Is there a correlation between clinic-pathological features, MSI, PD-L1 and survival outcomes in resected gastric cancer? Looking for optimal biomarkers.

Abstract

e15566 Background: Identification of prognostic biomarkers for gastric cancer (GC) patient selection is compelling to improve survival outcomes. Microsatellite instability (MSI) is related with a positive prognostic effect in GC, whereas perioperative chemotherapy resulted detrimental in this subgroup. In metastatic GC, immunotherapy with anti-PD1/PD-L1 drugs has shown promising results. Nevertheless, in early stages, data on the relation between MSI, clinic-pathological features, PD-L1 expression and overall survival (OS) remains sparse, especially in Western population.
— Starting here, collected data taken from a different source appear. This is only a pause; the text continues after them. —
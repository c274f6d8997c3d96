use std::collections::HashMap;
use std::sync::Arc;
use std::time::Duration;

use async_trait::async_trait;
use futures_util::future::join_all;
use parking_lot::Mutex;
use serde::Deserialize;
use serde_json::Value;

use super::{RouteError, RouteOutcome, Session, SessionState, Topic};
use crate::cache::{KeyValueCache, SessionCacheOperations};
use crate::define::{PlayerId, ServerId, ServerType, msg_type};
use crate::error::StoreError;
use crate::rpc::{RpcError, RpcHandler, RpcMessage, ServiceBus, ServiceProxy};

/// 玩家下线时需要通知的服务类型
pub const LOGOUT_LISTENERS: [ServerType; 3] = [ServerType::Login, ServerType::DBSvr, ServerType::Hall];

#[derive(Debug, Deserialize)]
struct BindSessionRequest {
    session_id: String,
    user_id: PlayerId,
}

#[derive(Debug, Deserialize)]
struct CloseSessionRequest {
    session_id: String,
}

/// 网关会话管理
pub struct GateManager {
    server_id: ServerId,
    sessions: Mutex<HashMap<String, Session>>,
    session_cache: SessionCacheOperations,
    proxy: ServiceProxy,
    /// 下线后会话记录的保留时长
    grace: Duration,
}

impl GateManager {
    pub fn new(
        server_id: impl Into<ServerId>,
        cache: Arc<dyn KeyValueCache>,
        bus: Arc<dyn ServiceBus>,
        grace: Duration,
    ) -> Self {
        Self {
            server_id: server_id.into(),
            sessions: Mutex::new(HashMap::new()),
            session_cache: SessionCacheOperations::new(cache),
            proxy: ServiceProxy::new(bus),
            grace,
        }
    }

    pub fn server_id(&self) -> &str {
        &self.server_id
    }

    /// 新连接，认证前不产生任何外部副作用
    pub fn on_connect(&self, remote_addr: Option<String>) -> Session {
        let session = Session::new(self.server_id.clone(), remote_addr);
        self.sessions
            .lock()
            .insert(session.session_id.clone(), session.clone());
        tracing::debug!("session {} connected", session.session_id);
        session
    }

    pub fn session(&self, session_id: &str) -> Option<Session> {
        self.sessions.lock().get(session_id).cloned()
    }

    pub fn session_count(&self) -> usize {
        self.sessions.lock().len()
    }

    /// 连接断开
    ///
    /// 已认证的会话先写入缓存再设置保留时长，然后通知各服务玩家下线。
    pub async fn on_disconnect(&self, session_id: &str) -> Option<Session> {
        let mut session = self.sessions.lock().remove(session_id)?;
        session.state = SessionState::Disconnected;

        let Some(user_id) = session.user_id else {
            tracing::debug!("anonymous session {} disconnected", session_id);
            return Some(session);
        };

        if let Err(e) = self.persist_session(user_id, &session).await {
            tracing::error!("failed to persist session of user {}: {}", user_id, e);
        }
        self.broadcast_logout(&session).await;

        tracing::info!("user {} disconnected from {}", user_id, self.server_id);
        Some(session)
    }

    async fn persist_session(&self, user_id: PlayerId, session: &Session) -> Result<(), StoreError> {
        self.session_cache.cache_session(user_id, session).await?;
        self.session_cache.expire_session(user_id, self.grace).await?;
        Ok(())
    }

    /// 通知每个有路由记录的服务，单个目标失败不影响其他目标
    async fn broadcast_logout(&self, session: &Session) {
        let bus = self.proxy.bus();
        let notifications = LOGOUT_LISTENERS.into_iter().filter_map(|kind| {
            let server_id = session.route(kind)?.clone();
            let msg = RpcMessage::with_session(session.clone());
            Some(async move {
                let result = bus.call_nr(&server_id, msg_type::RPC_USER_LOGOUT, msg).await;
                (kind, server_id, result)
            })
        });

        for (kind, server_id, result) in join_all(notifications).await {
            if let Err(e) = result {
                tracing::warn!(
                    "failed to notify {} ({}) of logout of session {}: {}",
                    kind,
                    server_id,
                    session.session_id,
                    e
                );
            }
        }
    }

    /// 转发客户端消息
    pub async fn route_inbound(
        &self,
        session_id: &str,
        topic: &str,
        payload: Value,
    ) -> Result<RouteOutcome, RouteError> {
        let topic: Topic = topic.parse()?;
        let mut session = self
            .session(session_id)
            .ok_or_else(|| RouteError::SessionNotFound(session_id.to_string()))?;

        let (server_id, changed) = self.proxy.resolve_route(&mut session, topic.service).await?;
        if changed {
            self.update_routes(&session);
        }

        let msg = RpcMessage::new(Some(session), payload);
        let bus = self.proxy.bus();
        if topic.expects_reply() {
            let reply = bus.call(&server_id, &topic.handler, msg).await?;
            Ok(RouteOutcome::Reply(reply))
        } else {
            bus.call_nr(&server_id, &topic.handler, msg).await?;
            Ok(RouteOutcome::Forwarded)
        }
    }

    fn update_routes(&self, session: &Session) {
        if let Some(current) = self.sessions.lock().get_mut(&session.session_id) {
            current.routes.extend(session.routes.clone());
        }
    }

    /// 绑定玩家ID
    pub fn bind(&self, session_id: &str, user_id: PlayerId) -> Option<Session> {
        let mut sessions = self.sessions.lock();
        let session = sessions.get_mut(session_id)?;
        session.bind(user_id);
        tracing::info!("session {} bound to user {}", session_id, user_id);
        Some(session.clone())
    }

    /// 其他服务同步回来的路由与设置
    pub fn push(&self, session: &Session) -> bool {
        match self.sessions.lock().get_mut(&session.session_id) {
            Some(current) => {
                current.routes.extend(session.routes.clone());
                current.settings.extend(session.settings.clone());
                true
            }
            None => false,
        }
    }

    /// 关闭被顶替的会话
    ///
    /// 玩家仍通过新会话在线，因此不写会话记录也不广播下线。
    pub fn close(&self, session_id: &str) -> Option<Session> {
        let mut session = self.sessions.lock().remove(session_id)?;
        session.state = SessionState::Disconnected;
        tracing::info!("session {} closed by takeover", session_id);
        Some(session)
    }

    /// 查询玩家最近的会话记录，用于判断是否刚刚在线
    pub async fn query_session(&self, user_id: PlayerId) -> Option<Session> {
        match self.session_cache.get_session(user_id).await {
            Ok(session) => session,
            Err(StoreError::Serialization(e)) => {
                tracing::error!("corrupt session record of user {}: {}", user_id, e);
                None
            }
            Err(e) => {
                tracing::warn!("failed to query session of user {}: {}", user_id, e);
                None
            }
        }
    }
}

#[async_trait]
impl RpcHandler for GateManager {
    async fn handle(&self, handler: &str, msg: RpcMessage) -> Result<Value, RpcError> {
        match handler {
            msg_type::RPC_BIND_SESSION => {
                let req: BindSessionRequest = msg.payload_as()?;
                let session = self
                    .bind(&req.session_id, req.user_id)
                    .ok_or_else(|| RpcError::Handler(format!("session {} not found", req.session_id)))?;
                serde_json::to_value(session).map_err(|e| RpcError::Handler(e.to_string()))
            }
            msg_type::RPC_PUSH_SESSION => Ok(Value::Bool(self.push(msg.require_session()?))),
            msg_type::RPC_CLOSE_SESSION => {
                let req: CloseSessionRequest = msg.payload_as()?;
                Ok(Value::Bool(self.close(&req.session_id).is_some()))
            }
            other => Err(RpcError::UnknownHandler(other.to_string())),
        }
    }
}

#[cfg(test)]
mod tests {
    use super::*;
    use crate::cache::MemoryCache;
    use crate::rpc::LocalBus;
    use tokio::sync::mpsc;

    /// 记录收到的消息
    struct Recorder {
        name: &'static str,
        tx: mpsc::UnboundedSender<(&'static str, String, Option<Session>)>,
    }

    #[async_trait]
    impl RpcHandler for Recorder {
        async fn handle(&self, handler: &str, msg: RpcMessage) -> Result<Value, RpcError> {
            let _ = self.tx.send((self.name, handler.to_string(), msg.session));
            Ok(Value::String(format!("{}:{}", self.name, handler)))
        }
    }

    struct Fixture {
        gate: Arc<GateManager>,
        cache: Arc<MemoryCache>,
        bus: Arc<LocalBus>,
        rx: mpsc::UnboundedReceiver<(&'static str, String, Option<Session>)>,
    }

    fn fixture() -> Fixture {
        let cache = Arc::new(MemoryCache::new());
        let bus = Arc::new(LocalBus::new());
        let gate = Arc::new(GateManager::new(
            "Gate@1",
            cache.clone(),
            bus.clone(),
            Duration::from_secs(600),
        ));
        bus.register("Gate@1", ServerType::Gate, gate.clone());

        let (tx, rx) = mpsc::unbounded_channel();
        for (id, kind) in [
            ("Login@1", ServerType::Login),
            ("DBSvr@1", ServerType::DBSvr),
            ("Hall@1", ServerType::Hall),
        ] {
            bus.register(id, kind, Arc::new(Recorder { name: id, tx: tx.clone() }));
        }
        Fixture { gate, cache, bus, rx }
    }

    async fn next_call(
        rx: &mut mpsc::UnboundedReceiver<(&'static str, String, Option<Session>)>,
    ) -> (&'static str, String, Option<Session>) {
        tokio::time::timeout(Duration::from_secs(1), rx.recv())
            .await
            .expect("call delivered")
            .expect("channel open")
    }

    #[tokio::test]
    async fn test_on_disconnect_anonymous_persists_nothing() {
        let mut f = fixture();
        let session = f.gate.on_connect(Some("127.0.0.1:5000".into()));

        let closed = f.gate.on_disconnect(&session.session_id).await.unwrap();
        assert_eq!(closed.state, SessionState::Disconnected);
        assert_eq!(f.gate.session_count(), 0);
        assert!(f.rx.try_recv().is_err());
    }

    #[tokio::test]
    async fn test_on_disconnect_authenticated_persists_and_broadcasts() {
        let mut f = fixture();
        let session = f.gate.on_connect(None);
        f.gate.bind(&session.session_id, PlayerId(1001)).unwrap();
        let mut routed = f.gate.session(&session.session_id).unwrap();
        routed.routes.insert(ServerType::DBSvr, "DBSvr@1".into());
        routed.routes.insert(ServerType::Hall, "Hall@1".into());
        assert!(f.gate.push(&routed));

        f.gate.on_disconnect(&session.session_id).await.unwrap();

        let stored = f.gate.query_session(PlayerId(1001)).await.unwrap();
        assert_eq!(stored.session_id, session.session_id);
        assert_eq!(stored.state, SessionState::Disconnected);
        let ttl = f.cache.ttl("session:1001").await.unwrap().unwrap();
        assert!(ttl > Duration::from_secs(590) && ttl <= Duration::from_secs(600));

        let mut notified = vec![next_call(&mut f.rx).await, next_call(&mut f.rx).await];
        notified.sort_by_key(|(name, _, _)| *name);
        assert_eq!(notified[0].0, "DBSvr@1");
        assert_eq!(notified[1].0, "Hall@1");
        for (_, handler, session) in &notified {
            assert_eq!(handler, msg_type::RPC_USER_LOGOUT);
            assert_eq!(session.as_ref().unwrap().user_id, Some(PlayerId(1001)));
        }
        // Login 没有路由记录，不通知
        assert!(f.rx.try_recv().is_err());
    }

    #[tokio::test]
    async fn test_on_disconnect_one_failing_target_does_not_block_others() {
        let mut f = fixture();
        let session = f.gate.on_connect(None);
        f.gate.bind(&session.session_id, PlayerId(7)).unwrap();
        let mut routed = f.gate.session(&session.session_id).unwrap();
        routed.routes.insert(ServerType::DBSvr, "DBSvr@1".into());
        routed.routes.insert(ServerType::Hall, "Hall@1".into());
        f.gate.push(&routed);
        f.bus.set_alive("DBSvr@1", false);

        f.gate.on_disconnect(&session.session_id).await.unwrap();

        let (name, handler, _) = next_call(&mut f.rx).await;
        assert_eq!(name, "Hall@1");
        assert_eq!(handler, msg_type::RPC_USER_LOGOUT);
    }

    #[tokio::test]
    async fn test_route_inbound_reply_and_affinity() {
        let mut f = fixture();
        let session = f.gate.on_connect(None);

        let outcome = f
            .gate
            .route_inbound(&session.session_id, "Hall/enterRoom/1", Value::Null)
            .await
            .unwrap();
        assert_eq!(
            outcome,
            RouteOutcome::Reply(Value::String("Hall@1:enterRoom".into()))
        );
        let (_, _, forwarded) = next_call(&mut f.rx).await;
        assert_eq!(forwarded.unwrap().session_id, session.session_id);

        let stored = f.gate.session(&session.session_id).unwrap();
        assert_eq!(stored.route(ServerType::Hall).map(String::as_str), Some("Hall@1"));

        let outcome = f
            .gate
            .route_inbound(&session.session_id, "Hall/chat", Value::Null)
            .await
            .unwrap();
        assert_eq!(outcome, RouteOutcome::Forwarded);
    }

    #[tokio::test]
    async fn test_route_inbound_reports_errors() {
        let f = fixture();
        let session = f.gate.on_connect(None);

        assert!(matches!(
            f.gate.route_inbound(&session.session_id, "Chat/say", Value::Null).await,
            Err(RouteError::UnknownService(_))
        ));
        assert!(matches!(
            f.gate.route_inbound("missing", "Hall/chat", Value::Null).await,
            Err(RouteError::SessionNotFound(_))
        ));

        f.bus.set_alive("Hall@1", false);
        assert!(matches!(
            f.gate.route_inbound(&session.session_id, "Hall/chat", Value::Null).await,
            Err(RouteError::Rpc(RpcError::NoServer(ServerType::Hall)))
        ));
    }

    #[tokio::test]
    async fn test_close_removes_session_without_broadcast() {
        let mut f = fixture();
        let session = f.gate.on_connect(None);
        f.gate.bind(&session.session_id, PlayerId(3)).unwrap();
        let mut routed = f.gate.session(&session.session_id).unwrap();
        routed.routes.insert(ServerType::Hall, "Hall@1".into());
        f.gate.push(&routed);

        let reply = f
            .gate
            .handle(
                msg_type::RPC_CLOSE_SESSION,
                RpcMessage::new(None, serde_json::json!({ "session_id": session.session_id })),
            )
            .await
            .unwrap();
        assert_eq!(reply, Value::Bool(true));
        assert!(f.gate.session(&session.session_id).is_none());
        assert!(f.gate.on_disconnect(&session.session_id).await.is_none());
        assert_eq!(f.gate.query_session(PlayerId(3)).await, None);
        assert!(f.rx.try_recv().is_err());
    }
}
In our study, the prognostic role of MSI, clinic-pathological features and PD-L1 expression in a cohort of Italian GC patients was examined. Methods: CP data of 148 consecutive stage I-III GC pts resected in Cremona Institute between 2010 and 2014 (mostly chemo and/or radio-naive) were collected. MSI analysis was performed on tissue samples for all cases by polymerase chain reaction. PDL-1 expression, evaluated by immunohistochemistry, was assessed in MSI group. Differences between subgroups were evaluated with Chi-square test; Kaplan-Meier method and Long Rank test were used to calculate OS. Results: Female sex (p=0.012), earlier TNM stages (p=0.011) and limited nodal involvement (p=0.29) significantly correlated with MSI status. MSI is significantly associated with better prognosis, exhibiting an advantage of 28.6 months in OS compared with microsatellite stable subgroup (p<0.001). Most MSI patients expressed PD-L1. MSI patients without PD-L1 expression showed higher percentage of clinical features correlated with better prognosis compared with PD-L1 expressing MSI patients and MSS subgroup. Conclusions: MSI is an independent prognostic biomarker in GC and identifies a subset of patients with better OS and specific clinic-pathological features, including high percentage of PD-L1 expression. MSI could represent a promising biomarker to select patients for chemotherapy versus immunotherapy in non-metastatic disease.